**WHAT TO WORK ON:** Pick out every line of the entries below where "lock" occurs, and copy those lines.

◆ ◆ ◆ ◆ ◆ ◆ ◆

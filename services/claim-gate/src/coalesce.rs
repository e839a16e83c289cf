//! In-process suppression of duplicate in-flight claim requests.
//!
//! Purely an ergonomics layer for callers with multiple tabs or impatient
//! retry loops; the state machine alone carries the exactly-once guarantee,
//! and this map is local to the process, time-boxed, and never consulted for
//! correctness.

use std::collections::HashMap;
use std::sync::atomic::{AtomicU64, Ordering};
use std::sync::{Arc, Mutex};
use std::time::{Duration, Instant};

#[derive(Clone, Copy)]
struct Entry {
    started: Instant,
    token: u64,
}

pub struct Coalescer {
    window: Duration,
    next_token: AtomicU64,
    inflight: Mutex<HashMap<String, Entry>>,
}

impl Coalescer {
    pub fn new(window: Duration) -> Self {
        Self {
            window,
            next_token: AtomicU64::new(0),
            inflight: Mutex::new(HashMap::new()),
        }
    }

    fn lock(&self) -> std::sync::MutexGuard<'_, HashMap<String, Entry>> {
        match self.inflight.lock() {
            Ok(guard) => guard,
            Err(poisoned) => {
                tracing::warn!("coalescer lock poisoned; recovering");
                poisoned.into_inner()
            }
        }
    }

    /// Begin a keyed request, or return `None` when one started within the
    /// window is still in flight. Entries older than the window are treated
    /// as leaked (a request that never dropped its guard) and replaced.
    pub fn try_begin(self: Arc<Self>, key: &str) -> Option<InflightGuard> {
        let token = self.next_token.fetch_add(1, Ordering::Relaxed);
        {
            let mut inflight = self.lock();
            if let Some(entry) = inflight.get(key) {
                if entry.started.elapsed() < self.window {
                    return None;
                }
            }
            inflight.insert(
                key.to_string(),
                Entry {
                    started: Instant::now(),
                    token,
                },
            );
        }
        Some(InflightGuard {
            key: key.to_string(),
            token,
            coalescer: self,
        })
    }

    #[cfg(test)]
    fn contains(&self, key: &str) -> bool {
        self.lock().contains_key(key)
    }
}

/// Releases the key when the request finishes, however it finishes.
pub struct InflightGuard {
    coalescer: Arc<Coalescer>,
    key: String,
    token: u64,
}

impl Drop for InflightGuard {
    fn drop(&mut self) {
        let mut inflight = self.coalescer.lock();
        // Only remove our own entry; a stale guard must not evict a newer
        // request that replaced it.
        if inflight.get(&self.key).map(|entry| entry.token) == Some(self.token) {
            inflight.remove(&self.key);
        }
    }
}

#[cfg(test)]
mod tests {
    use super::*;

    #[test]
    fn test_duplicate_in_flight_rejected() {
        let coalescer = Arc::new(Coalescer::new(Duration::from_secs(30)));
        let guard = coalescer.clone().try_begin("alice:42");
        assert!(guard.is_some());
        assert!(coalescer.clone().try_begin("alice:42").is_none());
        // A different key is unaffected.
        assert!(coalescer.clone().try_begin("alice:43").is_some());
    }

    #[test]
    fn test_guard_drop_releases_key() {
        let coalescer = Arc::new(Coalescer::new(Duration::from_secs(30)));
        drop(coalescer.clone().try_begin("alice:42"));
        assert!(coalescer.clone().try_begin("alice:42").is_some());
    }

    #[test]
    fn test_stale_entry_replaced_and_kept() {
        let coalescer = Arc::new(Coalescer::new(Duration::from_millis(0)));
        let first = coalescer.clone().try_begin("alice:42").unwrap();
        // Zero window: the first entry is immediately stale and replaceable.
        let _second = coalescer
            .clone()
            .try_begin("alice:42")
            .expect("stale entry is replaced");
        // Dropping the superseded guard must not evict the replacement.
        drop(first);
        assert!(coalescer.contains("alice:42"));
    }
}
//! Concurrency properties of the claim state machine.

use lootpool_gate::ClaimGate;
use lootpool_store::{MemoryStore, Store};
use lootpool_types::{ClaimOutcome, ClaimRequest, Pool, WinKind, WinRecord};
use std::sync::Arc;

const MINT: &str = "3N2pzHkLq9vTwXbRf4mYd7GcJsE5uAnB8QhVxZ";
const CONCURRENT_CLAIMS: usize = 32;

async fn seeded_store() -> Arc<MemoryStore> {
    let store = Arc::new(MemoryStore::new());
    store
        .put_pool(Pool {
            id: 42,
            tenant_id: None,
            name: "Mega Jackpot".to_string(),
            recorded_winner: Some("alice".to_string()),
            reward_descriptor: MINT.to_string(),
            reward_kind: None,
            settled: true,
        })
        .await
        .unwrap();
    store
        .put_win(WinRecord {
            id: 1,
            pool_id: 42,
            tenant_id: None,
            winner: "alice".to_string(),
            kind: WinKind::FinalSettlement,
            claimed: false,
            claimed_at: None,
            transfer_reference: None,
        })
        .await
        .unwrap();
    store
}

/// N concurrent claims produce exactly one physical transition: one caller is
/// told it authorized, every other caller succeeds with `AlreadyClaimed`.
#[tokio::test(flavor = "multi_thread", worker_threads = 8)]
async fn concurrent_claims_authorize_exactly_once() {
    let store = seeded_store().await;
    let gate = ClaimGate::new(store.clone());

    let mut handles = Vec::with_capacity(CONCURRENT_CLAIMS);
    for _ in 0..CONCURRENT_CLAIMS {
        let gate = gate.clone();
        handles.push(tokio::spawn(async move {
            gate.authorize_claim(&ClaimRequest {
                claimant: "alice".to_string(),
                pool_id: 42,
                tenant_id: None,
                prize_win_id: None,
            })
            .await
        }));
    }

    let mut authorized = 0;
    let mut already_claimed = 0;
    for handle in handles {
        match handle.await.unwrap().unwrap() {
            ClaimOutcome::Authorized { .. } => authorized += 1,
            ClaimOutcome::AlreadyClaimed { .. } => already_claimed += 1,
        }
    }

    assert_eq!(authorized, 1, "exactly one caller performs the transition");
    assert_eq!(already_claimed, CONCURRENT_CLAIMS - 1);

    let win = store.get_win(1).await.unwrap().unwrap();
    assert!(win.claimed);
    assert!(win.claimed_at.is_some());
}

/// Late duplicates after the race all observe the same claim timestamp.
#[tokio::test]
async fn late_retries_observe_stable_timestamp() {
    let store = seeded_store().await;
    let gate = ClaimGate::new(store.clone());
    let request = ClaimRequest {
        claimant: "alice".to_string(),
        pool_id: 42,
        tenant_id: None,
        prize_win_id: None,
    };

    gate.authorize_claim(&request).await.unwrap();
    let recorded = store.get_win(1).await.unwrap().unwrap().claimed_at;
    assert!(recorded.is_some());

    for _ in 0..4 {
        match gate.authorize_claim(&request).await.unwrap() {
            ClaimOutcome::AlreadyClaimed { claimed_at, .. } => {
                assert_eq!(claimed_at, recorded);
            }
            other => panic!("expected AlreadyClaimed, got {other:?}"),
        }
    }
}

◆ ◆ ◆ ◆ ◆ ◆ ◆

**SOLUTION TO THIS PROBLEM:**
    fn lock(&self) -> std::sync::MutexGuard<'_, HashMap<String, Entry>> {
        match self.inflight.lock() {
                tracing::warn!("coalescer lock poisoned; recovering");
            let mut inflight = self.lock();
        self.lock().contains_key(key)
        let mut inflight = self.coalescer.lock();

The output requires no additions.